Begin at the line containing "let mut segment = i;" in the entries below and end at the line containing "self.line = start_line;"; transcribe that range exactly and nothing outside it.

====== Record excerpts ======

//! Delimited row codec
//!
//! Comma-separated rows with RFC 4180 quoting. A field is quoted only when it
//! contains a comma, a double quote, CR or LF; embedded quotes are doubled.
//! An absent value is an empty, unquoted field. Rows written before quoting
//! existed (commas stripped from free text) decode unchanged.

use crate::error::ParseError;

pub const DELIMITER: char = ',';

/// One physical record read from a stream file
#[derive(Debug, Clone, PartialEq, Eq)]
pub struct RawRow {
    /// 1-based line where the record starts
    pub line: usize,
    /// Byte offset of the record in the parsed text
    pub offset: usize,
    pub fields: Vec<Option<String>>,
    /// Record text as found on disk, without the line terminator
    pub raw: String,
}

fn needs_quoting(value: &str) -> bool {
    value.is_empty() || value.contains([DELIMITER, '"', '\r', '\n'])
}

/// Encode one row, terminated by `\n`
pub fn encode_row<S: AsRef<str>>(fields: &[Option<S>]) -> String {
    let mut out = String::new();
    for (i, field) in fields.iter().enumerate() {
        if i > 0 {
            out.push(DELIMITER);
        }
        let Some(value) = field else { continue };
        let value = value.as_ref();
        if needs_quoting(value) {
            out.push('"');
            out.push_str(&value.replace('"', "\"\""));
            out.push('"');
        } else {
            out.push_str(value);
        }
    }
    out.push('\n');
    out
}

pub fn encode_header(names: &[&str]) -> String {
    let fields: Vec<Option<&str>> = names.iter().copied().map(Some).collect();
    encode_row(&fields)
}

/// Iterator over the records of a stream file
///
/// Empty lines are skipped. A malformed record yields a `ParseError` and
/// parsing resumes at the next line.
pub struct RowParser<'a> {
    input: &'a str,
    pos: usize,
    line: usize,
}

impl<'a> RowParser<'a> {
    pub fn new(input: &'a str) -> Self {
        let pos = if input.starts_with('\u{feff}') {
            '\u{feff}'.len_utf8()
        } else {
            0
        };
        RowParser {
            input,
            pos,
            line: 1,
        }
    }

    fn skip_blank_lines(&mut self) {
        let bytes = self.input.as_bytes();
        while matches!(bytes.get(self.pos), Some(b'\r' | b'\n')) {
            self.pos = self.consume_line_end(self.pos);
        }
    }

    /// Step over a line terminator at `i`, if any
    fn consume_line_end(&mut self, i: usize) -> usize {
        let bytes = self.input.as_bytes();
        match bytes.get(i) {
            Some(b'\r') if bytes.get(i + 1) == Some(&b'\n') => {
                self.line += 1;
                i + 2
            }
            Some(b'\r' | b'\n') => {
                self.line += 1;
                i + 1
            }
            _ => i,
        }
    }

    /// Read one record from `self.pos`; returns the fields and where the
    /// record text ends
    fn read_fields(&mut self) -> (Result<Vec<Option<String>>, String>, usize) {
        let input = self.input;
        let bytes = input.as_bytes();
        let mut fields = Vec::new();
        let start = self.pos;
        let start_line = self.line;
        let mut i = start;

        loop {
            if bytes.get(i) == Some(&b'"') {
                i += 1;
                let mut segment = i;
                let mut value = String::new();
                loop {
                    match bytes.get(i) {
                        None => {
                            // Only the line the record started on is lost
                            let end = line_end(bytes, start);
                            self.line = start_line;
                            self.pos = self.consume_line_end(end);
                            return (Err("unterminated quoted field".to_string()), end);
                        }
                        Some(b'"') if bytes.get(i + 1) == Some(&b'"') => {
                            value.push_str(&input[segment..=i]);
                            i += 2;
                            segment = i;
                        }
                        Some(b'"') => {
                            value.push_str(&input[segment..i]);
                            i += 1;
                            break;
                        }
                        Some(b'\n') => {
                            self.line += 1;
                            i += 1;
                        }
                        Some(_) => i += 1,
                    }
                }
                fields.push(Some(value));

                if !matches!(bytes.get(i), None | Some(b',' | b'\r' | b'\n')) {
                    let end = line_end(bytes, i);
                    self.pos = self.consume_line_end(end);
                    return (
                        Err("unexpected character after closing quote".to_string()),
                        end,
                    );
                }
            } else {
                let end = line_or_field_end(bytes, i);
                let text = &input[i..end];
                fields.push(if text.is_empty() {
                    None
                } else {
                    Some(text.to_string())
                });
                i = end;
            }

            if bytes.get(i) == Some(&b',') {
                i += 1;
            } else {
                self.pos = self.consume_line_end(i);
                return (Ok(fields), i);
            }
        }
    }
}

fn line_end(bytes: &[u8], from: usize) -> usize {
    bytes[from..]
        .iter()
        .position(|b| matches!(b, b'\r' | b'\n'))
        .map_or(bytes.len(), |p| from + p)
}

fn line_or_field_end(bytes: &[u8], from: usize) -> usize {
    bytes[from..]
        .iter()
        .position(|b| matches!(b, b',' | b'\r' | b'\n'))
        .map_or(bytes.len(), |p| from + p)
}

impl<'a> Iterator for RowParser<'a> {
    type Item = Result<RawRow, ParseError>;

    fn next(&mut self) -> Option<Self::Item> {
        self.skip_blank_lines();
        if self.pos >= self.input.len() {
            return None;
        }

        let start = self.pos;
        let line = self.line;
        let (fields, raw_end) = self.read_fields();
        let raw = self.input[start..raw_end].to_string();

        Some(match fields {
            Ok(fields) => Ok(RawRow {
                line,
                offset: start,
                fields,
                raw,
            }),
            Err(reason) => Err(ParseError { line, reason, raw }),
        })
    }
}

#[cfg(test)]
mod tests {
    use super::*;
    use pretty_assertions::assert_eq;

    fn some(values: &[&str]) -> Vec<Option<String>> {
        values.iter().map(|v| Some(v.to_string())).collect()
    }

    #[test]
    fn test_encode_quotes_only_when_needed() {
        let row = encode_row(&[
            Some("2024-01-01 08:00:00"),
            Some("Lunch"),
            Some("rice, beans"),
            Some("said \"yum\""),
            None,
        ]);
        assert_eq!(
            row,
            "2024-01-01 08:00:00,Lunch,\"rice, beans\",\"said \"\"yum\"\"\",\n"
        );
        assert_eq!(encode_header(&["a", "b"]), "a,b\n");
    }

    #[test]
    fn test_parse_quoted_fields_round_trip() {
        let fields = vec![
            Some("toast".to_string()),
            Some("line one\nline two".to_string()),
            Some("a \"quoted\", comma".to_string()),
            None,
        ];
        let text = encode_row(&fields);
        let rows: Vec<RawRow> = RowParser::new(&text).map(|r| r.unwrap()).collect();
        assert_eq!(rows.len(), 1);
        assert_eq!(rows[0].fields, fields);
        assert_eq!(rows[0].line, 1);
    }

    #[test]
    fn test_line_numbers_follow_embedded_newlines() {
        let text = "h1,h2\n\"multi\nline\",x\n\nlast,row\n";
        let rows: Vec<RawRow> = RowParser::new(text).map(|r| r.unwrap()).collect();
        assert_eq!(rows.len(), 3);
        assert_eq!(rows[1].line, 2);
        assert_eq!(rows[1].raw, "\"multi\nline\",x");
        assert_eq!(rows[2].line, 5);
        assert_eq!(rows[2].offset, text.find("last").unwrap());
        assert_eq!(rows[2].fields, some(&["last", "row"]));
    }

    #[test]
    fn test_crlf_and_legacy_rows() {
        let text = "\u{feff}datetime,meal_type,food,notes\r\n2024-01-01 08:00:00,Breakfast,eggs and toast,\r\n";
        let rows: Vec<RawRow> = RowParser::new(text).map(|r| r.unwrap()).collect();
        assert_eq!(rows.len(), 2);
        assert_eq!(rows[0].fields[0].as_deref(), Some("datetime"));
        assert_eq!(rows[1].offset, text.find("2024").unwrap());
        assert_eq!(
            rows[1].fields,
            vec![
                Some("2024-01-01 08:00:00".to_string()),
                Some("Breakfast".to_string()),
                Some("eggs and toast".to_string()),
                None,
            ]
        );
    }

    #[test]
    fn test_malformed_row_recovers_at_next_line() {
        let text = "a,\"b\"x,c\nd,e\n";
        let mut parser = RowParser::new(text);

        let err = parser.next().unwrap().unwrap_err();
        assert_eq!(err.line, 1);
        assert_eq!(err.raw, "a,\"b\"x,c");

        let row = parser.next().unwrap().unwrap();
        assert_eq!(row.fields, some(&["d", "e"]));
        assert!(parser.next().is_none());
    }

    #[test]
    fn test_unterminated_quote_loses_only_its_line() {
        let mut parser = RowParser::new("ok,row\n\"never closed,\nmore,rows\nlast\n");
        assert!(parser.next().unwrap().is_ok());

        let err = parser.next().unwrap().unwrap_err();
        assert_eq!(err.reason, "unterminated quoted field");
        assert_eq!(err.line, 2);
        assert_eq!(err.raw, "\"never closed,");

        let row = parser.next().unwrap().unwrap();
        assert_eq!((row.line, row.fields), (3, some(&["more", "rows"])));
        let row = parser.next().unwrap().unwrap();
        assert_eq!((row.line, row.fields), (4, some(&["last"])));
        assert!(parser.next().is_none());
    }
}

======
====== Record excerpts ======

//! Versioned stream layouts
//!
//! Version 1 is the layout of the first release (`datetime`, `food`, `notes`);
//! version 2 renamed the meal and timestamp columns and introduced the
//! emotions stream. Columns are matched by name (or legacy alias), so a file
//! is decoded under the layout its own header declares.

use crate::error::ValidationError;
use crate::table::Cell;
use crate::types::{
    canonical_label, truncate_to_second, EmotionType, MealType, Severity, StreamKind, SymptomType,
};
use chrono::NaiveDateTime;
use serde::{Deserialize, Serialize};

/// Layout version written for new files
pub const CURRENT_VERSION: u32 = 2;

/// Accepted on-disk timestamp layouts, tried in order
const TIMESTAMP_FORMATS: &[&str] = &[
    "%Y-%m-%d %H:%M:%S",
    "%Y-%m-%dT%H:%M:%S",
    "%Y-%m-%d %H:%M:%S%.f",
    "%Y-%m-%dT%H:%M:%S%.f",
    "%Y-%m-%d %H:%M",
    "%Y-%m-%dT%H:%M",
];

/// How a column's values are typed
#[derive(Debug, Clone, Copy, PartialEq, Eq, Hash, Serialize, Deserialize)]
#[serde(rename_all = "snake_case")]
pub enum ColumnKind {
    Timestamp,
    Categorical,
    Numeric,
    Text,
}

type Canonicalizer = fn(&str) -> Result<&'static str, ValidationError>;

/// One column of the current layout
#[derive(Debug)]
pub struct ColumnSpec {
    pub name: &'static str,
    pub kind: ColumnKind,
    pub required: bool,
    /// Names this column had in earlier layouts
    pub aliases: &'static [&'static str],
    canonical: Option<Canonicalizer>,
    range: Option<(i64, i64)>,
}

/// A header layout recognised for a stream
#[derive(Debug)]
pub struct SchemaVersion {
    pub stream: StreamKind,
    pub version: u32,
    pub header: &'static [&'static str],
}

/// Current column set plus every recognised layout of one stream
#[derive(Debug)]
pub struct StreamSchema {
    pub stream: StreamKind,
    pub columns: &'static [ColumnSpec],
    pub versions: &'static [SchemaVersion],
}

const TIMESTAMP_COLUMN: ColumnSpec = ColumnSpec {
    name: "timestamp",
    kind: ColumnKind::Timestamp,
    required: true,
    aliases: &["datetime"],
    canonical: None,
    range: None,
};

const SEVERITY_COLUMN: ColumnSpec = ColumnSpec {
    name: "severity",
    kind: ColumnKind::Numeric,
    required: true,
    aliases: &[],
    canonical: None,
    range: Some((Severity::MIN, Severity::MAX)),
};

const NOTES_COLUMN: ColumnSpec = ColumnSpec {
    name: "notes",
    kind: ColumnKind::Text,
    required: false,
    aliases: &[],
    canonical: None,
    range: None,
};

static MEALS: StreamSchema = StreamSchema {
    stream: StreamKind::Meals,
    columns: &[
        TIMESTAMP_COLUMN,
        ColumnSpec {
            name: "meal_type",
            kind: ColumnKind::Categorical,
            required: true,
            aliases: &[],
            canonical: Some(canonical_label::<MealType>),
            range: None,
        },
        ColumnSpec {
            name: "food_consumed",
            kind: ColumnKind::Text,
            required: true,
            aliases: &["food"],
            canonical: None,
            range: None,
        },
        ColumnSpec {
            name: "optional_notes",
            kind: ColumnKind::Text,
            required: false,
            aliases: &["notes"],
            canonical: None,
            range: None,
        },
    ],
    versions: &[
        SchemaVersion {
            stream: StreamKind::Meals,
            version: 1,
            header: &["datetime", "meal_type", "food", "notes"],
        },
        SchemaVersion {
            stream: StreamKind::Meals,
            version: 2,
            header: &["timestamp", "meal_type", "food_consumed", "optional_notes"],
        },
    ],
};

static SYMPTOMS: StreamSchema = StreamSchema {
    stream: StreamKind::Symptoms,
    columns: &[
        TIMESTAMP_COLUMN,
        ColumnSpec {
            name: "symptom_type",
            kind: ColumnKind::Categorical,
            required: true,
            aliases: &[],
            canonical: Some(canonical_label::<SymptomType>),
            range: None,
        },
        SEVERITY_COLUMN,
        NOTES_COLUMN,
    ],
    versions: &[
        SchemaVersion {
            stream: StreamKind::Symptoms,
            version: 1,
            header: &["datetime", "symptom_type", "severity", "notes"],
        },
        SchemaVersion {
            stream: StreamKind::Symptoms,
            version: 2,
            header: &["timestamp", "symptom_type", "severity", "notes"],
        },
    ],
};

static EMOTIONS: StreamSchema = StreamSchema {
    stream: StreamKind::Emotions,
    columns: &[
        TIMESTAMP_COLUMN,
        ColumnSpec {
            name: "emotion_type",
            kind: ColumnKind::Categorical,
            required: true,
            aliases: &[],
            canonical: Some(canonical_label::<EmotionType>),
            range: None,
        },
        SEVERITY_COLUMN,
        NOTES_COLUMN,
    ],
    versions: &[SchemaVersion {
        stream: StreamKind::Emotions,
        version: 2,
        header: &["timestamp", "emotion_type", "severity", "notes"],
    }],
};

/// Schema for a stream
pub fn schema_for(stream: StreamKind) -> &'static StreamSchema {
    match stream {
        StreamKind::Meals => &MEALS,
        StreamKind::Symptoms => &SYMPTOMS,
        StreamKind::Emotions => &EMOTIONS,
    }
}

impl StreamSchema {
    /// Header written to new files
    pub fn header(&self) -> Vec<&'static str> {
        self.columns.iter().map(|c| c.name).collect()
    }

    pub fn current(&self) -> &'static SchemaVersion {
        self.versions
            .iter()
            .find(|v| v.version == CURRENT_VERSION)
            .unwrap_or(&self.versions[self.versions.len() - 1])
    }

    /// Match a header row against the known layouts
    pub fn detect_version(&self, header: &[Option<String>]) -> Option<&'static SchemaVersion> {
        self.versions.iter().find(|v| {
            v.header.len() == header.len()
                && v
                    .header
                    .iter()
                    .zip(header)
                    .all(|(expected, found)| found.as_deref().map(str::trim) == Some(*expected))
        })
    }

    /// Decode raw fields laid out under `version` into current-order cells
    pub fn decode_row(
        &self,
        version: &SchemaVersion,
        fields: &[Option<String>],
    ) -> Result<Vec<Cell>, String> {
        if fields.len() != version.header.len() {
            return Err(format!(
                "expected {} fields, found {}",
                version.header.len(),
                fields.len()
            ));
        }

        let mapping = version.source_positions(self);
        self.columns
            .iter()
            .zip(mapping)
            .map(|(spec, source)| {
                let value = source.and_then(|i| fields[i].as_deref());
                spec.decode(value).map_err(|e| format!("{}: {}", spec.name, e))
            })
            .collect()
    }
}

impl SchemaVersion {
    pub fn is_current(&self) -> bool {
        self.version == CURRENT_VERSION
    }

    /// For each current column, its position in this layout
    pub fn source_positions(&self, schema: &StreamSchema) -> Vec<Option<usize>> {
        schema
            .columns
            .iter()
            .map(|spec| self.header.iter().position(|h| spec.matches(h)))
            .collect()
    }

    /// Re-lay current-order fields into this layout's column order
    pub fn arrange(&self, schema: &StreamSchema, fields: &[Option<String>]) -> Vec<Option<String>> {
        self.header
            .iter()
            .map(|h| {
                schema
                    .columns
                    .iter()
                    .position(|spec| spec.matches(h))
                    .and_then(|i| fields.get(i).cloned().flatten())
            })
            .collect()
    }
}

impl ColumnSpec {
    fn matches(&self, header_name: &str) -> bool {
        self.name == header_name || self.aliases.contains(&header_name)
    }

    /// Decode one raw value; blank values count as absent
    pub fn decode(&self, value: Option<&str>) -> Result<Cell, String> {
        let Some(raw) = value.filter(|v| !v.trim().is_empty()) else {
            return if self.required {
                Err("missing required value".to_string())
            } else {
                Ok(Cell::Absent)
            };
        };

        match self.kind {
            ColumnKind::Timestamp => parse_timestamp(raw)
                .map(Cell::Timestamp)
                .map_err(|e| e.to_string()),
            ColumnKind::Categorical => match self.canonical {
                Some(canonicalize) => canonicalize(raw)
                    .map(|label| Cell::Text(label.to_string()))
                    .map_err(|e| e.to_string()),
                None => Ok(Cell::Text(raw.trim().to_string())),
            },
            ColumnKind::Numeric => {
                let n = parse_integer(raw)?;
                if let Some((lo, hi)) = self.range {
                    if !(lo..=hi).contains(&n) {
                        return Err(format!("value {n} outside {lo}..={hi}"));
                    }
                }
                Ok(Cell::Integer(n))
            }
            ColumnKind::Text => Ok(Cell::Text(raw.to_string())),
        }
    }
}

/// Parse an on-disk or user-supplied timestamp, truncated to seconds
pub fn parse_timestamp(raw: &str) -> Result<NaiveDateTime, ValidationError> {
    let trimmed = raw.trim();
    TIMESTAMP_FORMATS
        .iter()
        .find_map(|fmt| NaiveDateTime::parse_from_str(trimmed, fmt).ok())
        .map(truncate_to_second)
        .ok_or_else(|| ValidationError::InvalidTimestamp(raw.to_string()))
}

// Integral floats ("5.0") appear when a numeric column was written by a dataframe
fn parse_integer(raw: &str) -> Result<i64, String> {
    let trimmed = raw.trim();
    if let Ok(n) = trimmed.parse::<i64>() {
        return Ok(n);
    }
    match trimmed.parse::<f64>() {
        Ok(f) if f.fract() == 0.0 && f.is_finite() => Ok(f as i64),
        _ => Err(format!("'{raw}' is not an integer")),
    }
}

======

# Answer to the exercise:
                let mut segment = i;
                let mut value = String::new();
                loop {
                    match bytes.get(i) {
                        None => {
                            // Only the line the record started on is lost
                            let end = line_end(bytes, start);
                            self.line = start_line;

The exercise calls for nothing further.